Data were obtained from the NBA EMR database, a centralized data collection system that was integrated with the clinical management of player health for all NBA teams continuously throughout the study period. ¹² In addition to the player health information available through the NBA EMR, player and team participation information was integrated in the database, including minutes played per game. Injury data, including onset, mechanism, setting, type, and time lost, were recorded by ATs. Uniform definitions were used and accompanied by a detailed quality control and audit process. ATs were also required to enter player-game participation data for each player across the entire study period, including associating each missed game with a particular injury record if the player was unable to participate because of injury. Entry of practice participation information in the EMR was not required before the 2016-17 season, and practice participation entry was not audited across the study period. Thus, incidence rate calculations focused on game injuries and game participation. Playing time exposure was assessed with several metrics: player-season (1 player participating in 1 NBA season), player-game (1 player participating in 1 NBA game), and player-minute (individual player minutes of participation in NBA games).

Time-Dependent Risk Factors

We examined age, body mass index, history of ankle sprain in the past year, and NBA game minutes played as possible risk factors. When game incidence rates stratified by demographic and playing characteristics were calculated, these covariates were assessed in a time-dynamic manner at the time of the player-game. Age was determined on the date of the player-game, and body mass index was calculated with the most recent height and weight before the player-game, as recorded in the EMR or the player’s NBA preseason profile. Similarly, history of ankle sprain was based on ankle sprains (whether or not they were basketball related and those that occurred before 2013-14) reported in the EMR cumulative from 365 days before the point in time immediately preceding each player-game. Average game minutes played was calculated as the average number of minutes played in NBA games in the 365 days before the player-game of interest (ie, game of injury for incident ankle sprains). Players who were in their rookie season were excluded from these calculations.

Playing Time Missed

Time missed attributed to ankle sprain was calculated in 2 ways: (1) the number of NBA games missed after the game, practice, or other activity in which the injury occurred and (2) the number of days between the date of injury and the date of the first NBA game in which the player participated after injury. The number of NBA games missed after injury was assessed per the player participation data that ATs entered in the NBA EMR. For our outcome metric of games missed because of injury, we included preseason, regular season, and playoff games missed to give the full picture of the effect of these injuries to the player.

Statistical Analysis

Descriptive statistics were calculated for all variables of interest, including counts, percentages, means, SDs, medians, and interquartile ranges where appropriate.
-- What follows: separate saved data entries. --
use async_trait::async_trait;
use chrono::Utc;
use sqlx::{FromRow, PgPool, postgres::PgRow};
use uuid::Uuid;

use super::Repository;
use crate::{
    error::{AppError, AppResult},
    models::{
        Delivery, FileParent, FileRecord, Nce, NewDelivery, NewFile, NewNce, NewNotification,
        NewProject, NewSurvey, NewUser, Notification, Page, Project, Survey, SurveyType, User,
    },
    query::{
        Collection, ListQuery,
        sql::{count_sql, select_from, select_sql},
    },
};

const FILE_COLUMNS: &str = "id, filename, storage_key, delivery_id, nce_id, uploaded_at, is_receipt";

/// PostgresRepository
///
/// `Repository` backed by Postgres. Queries are built at runtime (no
/// compile-time database needed); list queries come from `query::sql`.
pub struct PostgresRepository {
    pool: PgPool,
}

impl PostgresRepository {
    pub fn new(pool: PgPool) -> Self {
        Self { pool }
    }

    /// Count (stage 6) and page (stage 7) for any collection.
    async fn fetch_page<T>(&self, query: &ListQuery) -> AppResult<Page<T>>
    where
        T: for<'r> FromRow<'r, PgRow> + Send + Unpin,
    {
        let total = self.fetch_count(query).await?;
        let mut builder = select_sql(query);
        let items = builder.build_query_as::<T>().fetch_all(&self.pool).await?;
        Ok(Page { total, items })
    }

    async fn fetch_count(&self, query: &ListQuery) -> AppResult<i64> {
        let mut builder = count_sql(query);
        let total = builder
            .build_query_scalar::<i64>()
            .fetch_one(&self.pool)
            .await?;
        Ok(total)
    }

    /// Single-row read through the same joins as the list query.
    async fn fetch_by_id<T>(&self, collection: Collection, id: Uuid) -> AppResult<Option<T>>
    where
        T: for<'r> FromRow<'r, PgRow> + Send + Unpin,
    {
        let sql = format!("{} WHERE {}.id = $1", select_from(collection), collection.alias());
        let row = sqlx::query_as::<_, T>(&sql)
            .bind(id)
            .fetch_optional(&self.pool)
            .await?;
        Ok(row)
    }

    async fn refetch<T>(&self, collection: Collection, id: Uuid) -> AppResult<T>
    where
        T: for<'r> FromRow<'r, PgRow> + Send + Unpin,
    {
        self.fetch_by_id(collection, id)
            .await?
            .ok_or_else(|| AppError::Internal(format!("row {id} vanished after write")))
    }
}

#[async_trait]
impl Repository for PostgresRepository {
    async fn get_user(&self, id: Uuid) -> AppResult<Option<User>> {
        self.fetch_by_id(Collection::Users, id).await
    }

    async fn find_user_by_email(&self, email: &str) -> AppResult<Option<User>> {
        let sql = format!("{} WHERE u.email = $1", select_from(Collection::Users));
        let user = sqlx::query_as::<_, User>(&sql)
            .bind(email)
            .fetch_optional(&self.pool)
            .await?;
        Ok(user)
    }

    async fn get_password_hash(&self, id: Uuid) -> AppResult<Option<String>> {
        let hash = sqlx::query_scalar::<_, Option<String>>("SELECT password_hash FROM users WHERE id = $1")
            .bind(id)
            .fetch_optional(&self.pool)
            .await?;
        Ok(hash.flatten())
    }

    async fn create_user(&self, user: NewUser) -> AppResult<User> {
        let created = sqlx::query_as::<_, User>(
            r#"
            INSERT INTO users (id, email, full_name, password_hash, role)
            VALUES ($1, $2, $3, $4, $5)
            RETURNING id, email, full_name, role, is_active, created_at
            "#,
        )
        .bind(Uuid::new_v4())
        .bind(&user.email)
        .bind(&user.full_name)
        .bind(&user.password_hash)
        .bind(user.role)
        .fetch_one(&self.pool)
        .await?;
        Ok(created)
    }

    async fn list_users(&self, query: &ListQuery) -> AppResult<Page<User>> {
        self.fetch_page(query).await
    }

    async fn create_project(&self, project: NewProject) -> AppResult<Project> {
        let id = Uuid::new_v4();
        sqlx::query("INSERT INTO projects (id, name, description, client_id) VALUES ($1, $2, $3, $4)")
            .bind(id)
            .bind(&project.name)
            .bind(&project.description)
            .bind(project.client_id)
            .execute(&self.pool)
            .await?;
        self.refetch(Collection::Projects, id).await
    }

    async fn get_project(&self, id: Uuid) -> AppResult<Option<Project>> {
        self.fetch_by_id(Collection::Projects, id).await
    }

    async fn list_projects(&self, query: &ListQuery) -> AppResult<Page<Project>> {
        self.fetch_page(query).await
    }

    async fn create_delivery(&self, delivery: NewDelivery) -> AppResult<Delivery> {
        let id = Uuid::new_v4();
        sqlx::query(
            "INSERT INTO deliveries (id, project_id, title, description, created_by) VALUES ($1, $2, $3, $4, $5)",
        )
        .bind(id)
        .bind(delivery.project_id)
        .bind(&delivery.title)
        .bind(&delivery.description)
        .bind(delivery.created_by)
        .execute(&self.pool)
        .await?;
        self.refetch(Collection::Deliveries, id).await
    }

    async fn get_delivery(&self, id: Uuid) -> AppResult<Option<Delivery>> {
        self.fetch_by_id(Collection::Deliveries, id).await
    }

    async fn list_deliveries(&self, query: &ListQuery) -> AppResult<Page<Delivery>> {
        self.fetch_page(query).await
    }

    async fn count_deliveries(&self, query: &ListQuery) -> AppResult<i64> {
        self.fetch_count(query).await
    }

    async fn save_delivery(&self, delivery: &Delivery) -> AppResult<Delivery> {
        sqlx::query(
            r#"
            UPDATE deliveries
            SET title = $2, description = $3, status = $4, version = $5, delivered_at = $6
            WHERE id = $1
            "#,
        )
        .bind(delivery.id)
        .bind(&delivery.title)
        .bind(&delivery.description)
        .bind(delivery.status)
        .bind(delivery.version)
        .bind(delivery.delivered_at)
        .execute(&self.pool)
        .await?;
        self.refetch(Collection::Deliveries, delivery.id).await
    }

    async fn delete_delivery(&self, id: Uuid) -> AppResult<bool> {
        let result = sqlx::query("DELETE FROM deliveries WHERE id = $1")
            .bind(id)
            .execute(&self.pool)
            .await?;
        Ok(result.rows_affected() > 0)
    }

    async fn create_nce(&self, nce: NewNce) -> AppResult<Nce> {
        let id = Uuid::new_v4();
        sqlx::query(
            r#"
            INSERT INTO nces (id, delivery_id, title, description, severity, category, created_by)
            VALUES ($1, $2, $3, $4, $5, $6, $7)
            "#,
        )
        .bind(id)
        .bind(nce.delivery_id)
        .bind(&nce.title)
        .bind(&nce.description)
        .bind(nce.severity)
        .bind(&nce.category)
        .bind(nce.created_by)
        .execute(&self.pool)
        .await?;
        self.refetch(Collection::Nces, id).await
    }

    async fn get_nce(&self, id: Uuid) -> AppResult<Option<Nce>> {
        self.fetch_by_id(Collection::Nces, id).await
    }

    async fn list_nces(&self, query: &ListQuery) -> AppResult<Page<Nce>> {
        self.fetch_page(query).await
    }

    async fn count_nces(&self, query: &ListQuery) -> AppResult<i64> {
        self.fetch_count(query).await
    }

    async fn save_nce(&self, nce: &Nce) -> AppResult<Nce> {
        sqlx::query(
            r#"
            UPDATE nces
            SET severity = $2, status = $3, category = $4, assigned_to = $5,
                resolved_at = $6, resolution_notes = $7
            WHERE id = $1
            "#,
        )
        .bind(nce.id)
        .bind(nce.severity)
        .bind(nce.status)
        .bind(&nce.category)
        .bind(nce.assigned_to)
        .bind(nce.resolved_at)
        .bind(&nce.resolution_notes)
        .execute(&self.pool)
        .await?;
        self.refetch(Collection::Nces, nce.id).await
    }

    async fn delete_nce(&self, id: Uuid) -> AppResult<bool> {
        let result = sqlx::query("DELETE FROM nces WHERE id = $1")
            .bind(id)
            .execute(&self.pool)
            .await?;
        Ok(result.rows_affected() > 0)
    }

    async fn create_file(&self, file: NewFile) -> AppResult<FileRecord> {
        let sql = format!(
            "INSERT INTO files (id, filename, storage_key, delivery_id, nce_id, uploaded_at, is_receipt) \
             VALUES ($1, $2, $3, $4, $5, $6, $7) RETURNING {FILE_COLUMNS}"
        );
        let created = sqlx::query_as::<_, FileRecord>(&sql)
            .bind(Uuid::new_v4())
            .bind(&file.filename)
            .bind(&file.storage_key)
            .bind(file.parent.delivery_id())
            .bind(file.parent.nce_id())
            .bind(Utc::now())
            .bind(file.is_receipt)
            .fetch_one(&self.pool)
            .await?;
        Ok(created)
    }

    async fn get_file(&self, id: Uuid) -> AppResult<Option<FileRecord>> {
        let sql = format!("SELECT {FILE_COLUMNS} FROM files WHERE id = $1");
        let file = sqlx::query_as::<_, FileRecord>(&sql)
            .bind(id)
            .fetch_optional(&self.pool)
            .await?;
        Ok(file)
    }

    async fn list_files(&self, parent: FileParent) -> AppResult<Vec<FileRecord>> {
        let column = match parent {
            FileParent::Delivery(_) => "delivery_id",
            FileParent::Nce(_) => "nce_id",
        };
        let id = parent.delivery_id().or(parent.nce_id());
        let sql = format!("SELECT {FILE_COLUMNS} FROM files WHERE {column} = $1 ORDER BY uploaded_at, id");
        let files = sqlx::query_as::<_, FileRecord>(&sql)
            .bind(id)
            .fetch_all(&self.pool)
            .await?;
        Ok(files)
    }

    async fn list_delivery_tree_files(&self, delivery_id: Uuid) -> AppResult<Vec<FileRecord>> {
        let sql = format!(
            "SELECT {FILE_COLUMNS} FROM files \
             WHERE delivery_id = $1 OR nce_id IN (SELECT id FROM nces WHERE delivery_id = $1)"
        );
        let files = sqlx::query_as::<_, FileRecord>(&sql)
            .bind(delivery_id)
            .fetch_all(&self.pool)
            .await?;
        Ok(files)
    }

    async fn delete_file(&self, id: Uuid) -> AppResult<bool> {
        let result = sqlx::query("DELETE FROM files WHERE id = $1")
            .bind(id)
            .execute(&self.pool)
            .await?;
        Ok(result.rows_affected() > 0)
    }

    async fn create_survey(&self, survey: NewSurvey) -> AppResult<Survey> {
        let now = Utc::now();
        let completed_at = survey.score.map(|_| now);
        let created = sqlx::query_as::<_, Survey>(
            r#"
            INSERT INTO surveys (id, delivery_id, user_id, survey_type, score, comment, sent_at, completed_at)
            VALUES ($1, $2, $3, $4, $5, $6, $7, $8)
            RETURNING id, delivery_id, user_id, survey_type, score, comment, sent_at, completed_at
            "#,
        )
        .bind(Uuid::new_v4())
        .bind(survey.delivery_id)
        .bind(survey.user_id)
        .bind(survey.survey_type)
        .bind(survey.score)
        .bind(&survey.comment)
        .bind(now)
        .bind(completed_at)
        .fetch_one(&self.pool)
        .await?;
        Ok(created)
    }

    async fn list_surveys(&self, query: &ListQuery) -> AppResult<Page<Survey>> {
        self.fetch_page(query).await
    }

    async fn average_score(&self, survey_type: SurveyType) -> AppResult<Option<f64>> {
        let avg = sqlx::query_scalar::<_, Option<f64>>(
            r#"
            SELECT AVG(score)::float8 FROM surveys
            WHERE survey_type = $1 AND score IS NOT NULL AND completed_at IS NOT NULL
            "#,
        )
        .bind(survey_type)
        .fetch_one(&self.pool)
        .await?;
        Ok(avg)
    }

    async fn create_notification(&self, notification: NewNotification) -> AppResult<Notification> {
        let created = sqlx::query_as::<_, Notification>(
            r#"
            INSERT INTO notifications (id, user_id, title, message, type, link)
            VALUES ($1, $2, $3, $4, $5, $6)
            RETURNING id, user_id, title, message, type, is_read, created_at, link
            "#,
        )
        .bind(Uuid::new_v4())
        .bind(notification.user_id)
        .bind(&notification.title)
        .bind(&notification.message)
        .bind(&notification.notification_type)
        .bind(&notification.link)
        .fetch_one(&self.pool)
        .await?;
        Ok(created)
    }

    async fn get_notification(&self, id: Uuid) -> AppResult<Option<Notification>> {
        self.fetch_by_id(Collection::Notifications, id).await
    }

    async fn list_notifications(&self, query: &ListQuery) -> AppResult<Page<Notification>> {
        self.fetch_page(query).await
    }

    async fn mark_notification_read(&self, id: Uuid) -> AppResult<Option<Notification>> {
        let updated = sqlx::query_as::<_, Notification>(
            r#"
            UPDATE notifications SET is_read = TRUE
            WHERE id = $1
            RETURNING id, user_id, title, message, type, is_read, created_at, link
            "#,
        )
        .bind(id)
        .fetch_optional(&self.pool)
        .await?;
        Ok(updated)
    }
}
The single-season risk of ankle sprain was calculated as the number of injured players in a season divided by the total population at risk for injury in that season, which was defined as the total number of players on an NBA roster for ≥1 preseason, regular season, or playoff games in each season. Game incidence rates were calculated per 1000 player-games and per 10,000 player-minutes of participation. Incidence rates per 1000 player-games included all games in which the player participated irrespective of duration of participation. Incidence rates per 10,000 player-minutes included the total number of minutes in which each player participated during each game. Models were created to calculate risks and rates with 95% CIs, with log-link/binomial-residual regression and Poisson regression, respectively.

Stratification was used to assess the risk and rate of ankle sprain among subgroups of players with cut points defined by the median value of the variable. Comparisons between subgroups were performed with the models described earlier with a robust standard error estimator to stabilize the variance in the log-link/binomial-residual models. We examined the overdispersion parameter (Pearson chi-square divided by its degrees of freedom) to ensure appropriateness of the Poisson regression models.

Risk, Rate, and Injury Characteristics

The overall single-season risk of ankle sprain was 25.8% (95% CI, 23.9%-28.0%). The single-season risk of an ankle sprain resulting in ≥1 NBA game missed for injury was 13.6% (95% CI, 12.1%-15.2%). Both the single-season risk and the game incidence rate of ankle sprain remained relatively stable across the study period (Tables 1 and 2).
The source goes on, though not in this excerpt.